Using the iSyTE bioinformatics tool developed by our lab we identified a novel RNA binding protein and RNA granule component Caprin2 that is enriched at early mouse embryonic time points starting at embryonic time point (E) 10.5 onward based on microarray data. In situhybridization (ISH) and immunostaining experiments were performed on mouse embryonic lens tissue to validate these findings. This analysis demonstrated that Caprin2 mRNA and protein were localized to lens fiber cells, supporting the hypothesis that it has potential function in lens development. Recently, our lab demonstrated that a lens‐specific conditional knockout of Caprin2 (Caprin2cko/cko) caused compaction of the central region of lens fiber cells and Peters anomaly, a lenti‐corneal stalk.
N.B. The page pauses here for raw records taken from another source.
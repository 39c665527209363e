//! Backend key construction.

/// Joins a backend path and a child segment with a forward slash.
///
/// Backend keys always use `/`, whatever the host separator is, so object
/// storage keys and drive paths stay valid on every platform. An empty base
/// yields the bare segment; trailing slashes on the base are collapsed.
pub fn join_key(base: &str, name: &str) -> String {
    let trimmed = base.trim_end_matches(['/', '\\']);
    if !trimmed.is_empty() {
        format!("{trimmed}/{name}")
    } else if base.starts_with('/') {
        format!("/{name}")
    } else {
        name.to_string()
    }
}

/// Whether a backend-supplied name can stand as one path component.
///
/// Rejects the empty name, `.`, `..` and anything containing a separator.
/// Such names would resolve outside their parent once joined onto a local
/// destination.
pub fn is_plain_segment(name: &str) -> bool {
    !name.is_empty() && name != "." && name != ".." && !name.contains(['/', '\\', '\0'])
}
//! Configuration for SuperScan.
//!
//! Backend credentials and client settings ([`settings::Config`]) are read
//! from a TOML file at startup and can be overridden from the environment.

pub mod settings;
However, the Peters anomaly defect showed only 8% penetrance in Caprin2cko/cko mice. We hypothesized the low penetrance of this ocular defect resulted from the residual Caprin2 protein present at E12.5 in the mutant mice. Caprin2 germline (Caprin2‐−/−) deletion knockout mouse mutants were generated to test this hypothesis. Caprin2 protein was confirmed to be deleted constitutively through western blotting and immunostaining on Caprin2‐−/− lenses at birth and at E14.5 respectively. Phenotypic characterization has thus far been performed on the Caprin2‐−/− mice through embryonic histology and scanning electron microscopy. Histology of the mouse mutant demonstrated no significant morphological difference from wild type mice. Scanning electron microscopy also had no significant difference, though more samples remain to be analyzed. Further analyses will include immunostaining for important lens development markers including Pax6, Foxe3, p63, Spry1/2, and Shrm3.